Data for review:
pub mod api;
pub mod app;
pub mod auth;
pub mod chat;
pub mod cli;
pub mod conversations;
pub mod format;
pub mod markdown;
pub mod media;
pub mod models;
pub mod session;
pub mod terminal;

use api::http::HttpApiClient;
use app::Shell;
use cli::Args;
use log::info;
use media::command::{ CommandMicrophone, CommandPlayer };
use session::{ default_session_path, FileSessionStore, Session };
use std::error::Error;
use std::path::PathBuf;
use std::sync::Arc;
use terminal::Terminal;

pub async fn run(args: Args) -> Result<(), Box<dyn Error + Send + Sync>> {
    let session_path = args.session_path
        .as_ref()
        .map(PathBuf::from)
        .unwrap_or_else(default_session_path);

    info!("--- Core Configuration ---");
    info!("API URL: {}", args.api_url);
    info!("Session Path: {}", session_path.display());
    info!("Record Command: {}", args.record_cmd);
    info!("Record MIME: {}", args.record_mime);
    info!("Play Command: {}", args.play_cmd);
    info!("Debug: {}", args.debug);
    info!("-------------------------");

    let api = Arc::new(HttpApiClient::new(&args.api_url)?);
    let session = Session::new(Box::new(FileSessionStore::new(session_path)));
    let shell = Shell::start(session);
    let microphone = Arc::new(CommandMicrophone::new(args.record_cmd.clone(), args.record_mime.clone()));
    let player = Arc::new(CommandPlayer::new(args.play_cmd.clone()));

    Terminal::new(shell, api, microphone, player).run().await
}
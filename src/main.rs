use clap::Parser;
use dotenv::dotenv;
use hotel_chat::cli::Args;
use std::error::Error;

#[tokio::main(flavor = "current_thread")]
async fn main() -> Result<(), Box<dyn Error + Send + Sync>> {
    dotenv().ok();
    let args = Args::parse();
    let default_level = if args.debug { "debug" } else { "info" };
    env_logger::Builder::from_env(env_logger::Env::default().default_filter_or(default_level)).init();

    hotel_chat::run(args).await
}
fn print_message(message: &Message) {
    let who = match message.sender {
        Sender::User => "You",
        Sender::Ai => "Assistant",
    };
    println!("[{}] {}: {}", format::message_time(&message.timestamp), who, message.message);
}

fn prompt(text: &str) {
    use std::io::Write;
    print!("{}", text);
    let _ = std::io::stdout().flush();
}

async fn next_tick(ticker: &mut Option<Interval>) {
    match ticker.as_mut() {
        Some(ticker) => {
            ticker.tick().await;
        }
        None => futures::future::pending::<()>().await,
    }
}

The task:
Supply the entire listing above again, word for word.

Answer space:
pub mod api;
pub mod app;
pub mod auth;
pub mod chat;
pub mod cli;
pub mod conversations;
pub mod format;
pub mod markdown;
pub mod media;
pub mod models;
pub mod session;
pub mod terminal;

use api::http::HttpApiClient;
use app::Shell;
use cli::Args;
use log::info;
use media::command::{ CommandMicrophone, CommandPlayer };
use session::{ default_session_path, FileSessionStore, Session };
use std::error::Error;
use std::path::PathBuf;
use std::sync::Arc;
use terminal::Terminal;

pub async fn run(args: Args) -> Result<(), Box<dyn Error + Send + Sync>> {
    let session_path = args.session_path
        .as_ref()
        .map(PathBuf::from)
        .unwrap_or_else(default_session_path);

    info!("--- Core Configuration ---");
    info!("API URL: {}", args.api_url);
    info!("Session Path: {}", session_path.display());
    info!("Record Command: {}", args.record_cmd);
    info!("Record MIME: {}", args.record_mime);
    info!("Play Command: {}", args.play_cmd);
    info!("Debug: {}", args.debug);
    info!("-------------------------");

    let api = Arc::new(HttpApiClient::new(&args.api_url)?);
    let session = Session::new(Box::new(FileSessionStore::new(session_path)));
    let shell = Shell::start(session);
    let microphone = Arc::new(CommandMicrophone::new(args.record_cmd.clone(), args.record_mime.clone()));
    let player = Arc::new(CommandPlayer::new(args.play_cmd.clone()));

    Terminal::new(shell, api, microphone, player).run().await
}
filename src/main.rs
use clap::Parser;
use dotenv::dotenv;
use hotel_chat::cli::Args;
use std::error::Error;

#[tokio::main(flavor = "current_thread")]
async fn main() -> Result<(), Box<dyn Error + Send + Sync>> {
    dotenv().ok();
    let args = Args::parse();
    let default_level = if args.debug { "debug" } else { "info" };
    env_logger::Builder::from_env(env_logger::Env::default().default_filter_or(default_level)).init();

    hotel_chat::run(args).await
}
fn print_message(message: &Message) {
    let who = match message.sender {
        Sender::User => "You",
        Sender::Ai => "Assistant",
    };
    println!("[{}] {}: {}", format::message_time(&message.timestamp), who, message.message);
}

fn prompt(text: &str) {
    use std::io::Write;
    print!("{}", text);
    let _ = std::io::stdout().flush();
}

async fn next_tick(ticker: &mut Option<Interval>) {
    match ticker.as_mut() {
        Some(ticker) => {
            ticker.tick().await;
        }
        None => futures::future::pending::<()>().await,
    }
}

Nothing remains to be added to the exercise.